Well on Saturday I dropped a 1 inch chunk of flesh from my vagina. It was semi hard. I froze it in some water. I want to take it to the doctors when I go. I am quite upset and scared about it. I think it might be a fibroid, but I have never heard of them falling out of a person. I won't know what it is till I see the doctor on the 25th.
I think the iron pills I bought for my self are helping. I feel a little stronger.

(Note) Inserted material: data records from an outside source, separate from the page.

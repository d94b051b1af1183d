//! Curator's Database Module - PostgreSQL Control Plane
//!
//! One pool for catalog reads and transactional bookkeeping, plus dedicated
//! autocommit connections for the statements PostgreSQL refuses inside a
//! transaction (CREATE INDEX CONCURRENTLY, REINDEX CONCURRENTLY, VACUUM,
//! DROP INDEX CONCURRENTLY).

use std::str::FromStr;
use std::time::Duration;

use sqlx::postgres::{PgConnectOptions, PgPoolOptions};
use sqlx::{ConnectOptions, PgConnection, PgPool};
use tracing::{debug, info};

pub mod catalog;
pub mod types;

pub use types::*;

use crate::config::DatabaseConfig;
use crate::error::Result;
use crate::utils::redact::redact_url;

/// The engine's handle on PostgreSQL.
pub struct Database {
    pool: PgPool,
    connect_options: PgConnectOptions,
    redacted_url: String,
}

impl Database {
    /// Connect the pool and stash connect options for later dedicated
    /// connections.
    pub async fn connect(config: &DatabaseConfig) -> Result<Self> {
        let redacted_url = redact_url(&config.url);
        info!("🐘 Connecting to PostgreSQL at {}", redacted_url);

        let connect_options = PgConnectOptions::from_str(&config.url)?
            .application_name(&config.application_name);

        let pool = PgPoolOptions::new()
            .max_connections(config.max_connections)
            .acquire_timeout(Duration::from_secs(config.acquire_timeout_seconds))
            .connect_with(connect_options.clone())
            .await?;

        info!(
            "Connection pool ready ({} max connections)",
            config.max_connections
        );

        Ok(Self {
            pool,
            connect_options,
            redacted_url,
        })
    }

    pub fn pool(&self) -> &PgPool {
        &self.pool
    }

    /// Open a dedicated autocommit connection outside the pool. The caller
    /// owns it and should `close()` it when done; session state (advisory
    /// locks, statement_timeout) never leaks back into the pool.
    pub async fn dedicated_connection(&self) -> Result<PgConnection> {
        debug!("Opening dedicated autocommit connection");
        let conn = self.connect_options.connect().await?;
        Ok(conn)
    }

    /// Cheap liveness check for health reporting.
    pub async fn ping(&self) -> Result<()> {
        sqlx::query("SELECT 1").execute(&self.pool).await?;
        Ok(())
    }

    /// Connection target with credentials masked, safe for logs.
    pub fn redacted_url(&self) -> &str {
        &self.redacted_url
    }

    /// Close the pool gracefully on shutdown.
    pub async fn close(&self) {
        self.pool.close().await;
        debug!("Connection pool closed");
    }

    /// Build a handle without connecting. Test scaffolding for components
    /// that hold a Database but are exercised without touching the server.
    #[cfg(test)]
    pub(crate) fn connect_lazy(config: &DatabaseConfig) -> Result<Self> {
        let connect_options = PgConnectOptions::from_str(&config.url)?
            .application_name(&config.application_name);
        let pool = PgPoolOptions::new()
            .max_connections(config.max_connections)
            .connect_lazy_with(connect_options.clone());
        Ok(Self {
            pool,
            connect_options,
            redacted_url: redact_url(&config.url),
        })
    }
}
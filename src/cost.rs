//! Column costs.
//!
//! The solver never looks inside a cost: it only needs a zero, addition, a total order
//! and (for callers building weighted instances) scaling by a factor. This module
//! provides the [`Cost`] trait capturing that contract together with two stock
//! implementations:
//!
//! - [`Cost1`]: a single `f64` value.
//! - [`Cost2`]: a pair of `f64` values compared lexicographically, e.g. "number of
//!   cubes first, number of literals second" in two-level minimization.
//!
//! Both use [`f64::total_cmp`] so that the order is total, which is what the branch
//! and bound comparisons rely on.

use std::cmp::Ordering;
use std::fmt::{self, Debug, Display};
use std::ops::{Add, AddAssign, Mul};

/// The cost contract used by the [`Matrix`][crate::matrix::Matrix] and the solver.
pub trait Cost: Clone + Debug + Ord + for<'a> AddAssign<&'a Self> {
    /// Number of components of the cost vector.
    const DIMENSION: usize;

    /// The additive identity.
    fn zero() -> Self;

    /// The default cost of a column: first component is `1`, the others are `0`.
    fn unit() -> Self;

    /// Returns the `i`-th component.
    fn component(&self, i: usize) -> f64;

    /// Sets the `i`-th component.
    ///
    /// # Panics
    ///
    /// Panics if `i >= DIMENSION` or `value` is not finite.
    fn set_component(&mut self, i: usize, value: f64);

    /// Multiplies every component by `k`.
    fn scale(&mut self, k: f64);
}

fn check_value(value: f64) {
    assert!(value.is_finite(), "Cost component must be finite, got {}", value);
}

/// One-dimensional cost.
#[derive(Debug, Copy, Clone, Default)]
pub struct Cost1(f64);

impl Cost1 {
    pub fn new(value: f64) -> Self {
        check_value(value);
        Self(value)
    }

    pub fn value(self) -> f64 {
        self.0
    }
}

impl Cost for Cost1 {
    const DIMENSION: usize = 1;

    fn zero() -> Self {
        Self(0.0)
    }
    fn unit() -> Self {
        Self(1.0)
    }

    fn component(&self, i: usize) -> f64 {
        assert_eq!(i, 0, "Cost1 has a single component, got index {}", i);
        self.0
    }
    fn set_component(&mut self, i: usize, value: f64) {
        assert_eq!(i, 0, "Cost1 has a single component, got index {}", i);
        check_value(value);
        self.0 = value;
    }

    fn scale(&mut self, k: f64) {
        self.0 *= k;
    }
}

impl PartialEq for Cost1 {
    fn eq(&self, other: &Self) -> bool {
        self.cmp(other) == Ordering::Equal
    }
}

impl Eq for Cost1 {}

impl PartialOrd for Cost1 {
    fn partial_cmp(&self, other: &Self) -> Option<Ordering> {
        Some(self.cmp(other))
    }
}

impl Ord for Cost1 {
    fn cmp(&self, other: &Self) -> Ordering {
        self.0.total_cmp(&other.0)
    }
}

impl AddAssign<&Cost1> for Cost1 {
    fn add_assign(&mut self, rhs: &Cost1) {
        self.0 += rhs.0;
    }
}

impl Add for Cost1 {
    type Output = Self;

    fn add(self, rhs: Self) -> Self::Output {
        Self(self.0 + rhs.0)
    }
}

impl Mul<f64> for Cost1 {
    type Output = Self;

    fn mul(mut self, k: f64) -> Self::Output {
        self.scale(k);
        self
    }
}

impl From<f64> for Cost1 {
    fn from(value: f64) -> Self {
        Self::new(value)
    }
}

impl Display for Cost1 {
    fn fmt(&self, f: &mut fmt::Formatter<'_>) -> fmt::Result {
        write!(f, "{}", self.0)
    }
}

/// Two-dimensional cost, ordered lexicographically (primary component first).
#[derive(Debug, Copy, Clone, Default)]
pub struct Cost2([f64; 2]);

impl Cost2 {
    pub fn new(primary: f64, secondary: f64) -> Self {
        check_value(primary);
        check_value(secondary);
        Self([primary, secondary])
    }

    pub fn primary(self) -> f64 {
        self.0[0]
    }
    pub fn secondary(self) -> f64 {
        self.0[1]
    }
}

impl Cost for Cost2 {
    const DIMENSION: usize = 2;

    fn zero() -> Self {
        Self([0.0, 0.0])
    }
    fn unit() -> Self {
        Self([1.0, 0.0])
    }

    fn component(&self, i: usize) -> f64 {
        assert!(i < Self::DIMENSION, "Cost2 component index {} out of range", i);
        self.0[i]
    }
    fn set_component(&mut self, i: usize, value: f64) {
        assert!(i < Self::DIMENSION, "Cost2 component index {} out of range", i);
        check_value(value);
        self.0[i] = value;
    }

    fn scale(&mut self, k: f64) {
        self.0[0] *= k;
        self.0[1] *= k;
    }
}

impl PartialEq for Cost2 {
    fn eq(&self, other: &Self) -> bool {
        self.cmp(other) == Ordering::Equal
    }
}

impl Eq for Cost2 {}

impl PartialOrd for Cost2 {
    fn partial_cmp(&self, other: &Self) -> Option<Ordering> {
        Some(self.cmp(other))
    }
}

impl Ord for Cost2 {
    fn cmp(&self, other: &Self) -> Ordering {
        self.0[0]
            .total_cmp(&other.0[0])
            .then_with(|| self.0[1].total_cmp(&other.0[1]))
    }
}

impl AddAssign<&Cost2> for Cost2 {
    fn add_assign(&mut self, rhs: &Cost2) {
        self.0[0] += rhs.0[0];
        self.0[1] += rhs.0[1];
    }
}

impl Add for Cost2 {
    type Output = Self;

    fn add(mut self, rhs: Self) -> Self::Output {
        self += &rhs;
        self
    }
}

impl Mul<f64> for Cost2 {
    type Output = Self;

    fn mul(mut self, k: f64) -> Self::Output {
        self.scale(k);
        self
    }
}

impl From<(f64, f64)> for Cost2 {
    fn from((primary, secondary): (f64, f64)) -> Self {
        Self::new(primary, secondary)
    }
}

impl Display for Cost2 {
    fn fmt(&self, f: &mut fmt::Formatter<'_>) -> fmt::Result {
        write!(f, "({}, {})", self.0[0], self.0[1])
    }
}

I forgot to write that my son has a job now. He's been training for a week. He thinks he will have more money then he needs and is planning to pay me up to $500 a month for rent. He pays me $300. a month right now, and is sleeping on my kitchen floor. I try to tell him to save the extra money for a rainy day, but I don't think he has the strength to save it. He drinks maybe once every 3 or 4 months, he doesn’t smoke or do drugs. Even though he will be 22 in August he still wants my guidance. I do the best I can for him. He knows he can count on me to support him in any way he needs it. The key words are "NEEDS IT". Some times what he needs from me is to step back and let him figure stuff out for him self. I think he is a good person, but he has a lot of bad judgment, witch gets him in to trouble. He is working hard at trying to think out the "rights" and "wrongs" and the "whys".
I have always been honest and mostly fair with my kids. I think they know that and I don't criticizes them, that is why they still come to me with their problems, thoughts and ideas. I tell them what I think or that I don't have enough information to form an opinion. It could be that I appreciate them and love their ideas. They do come up with some great ideas. My son has great problem solving skills. I look forward to seeing how he turns out.
I will write about my daughter another time.
As for me today, I am doing better. Still tired but not as dragged down. I think I even have an ounce of energy….lol.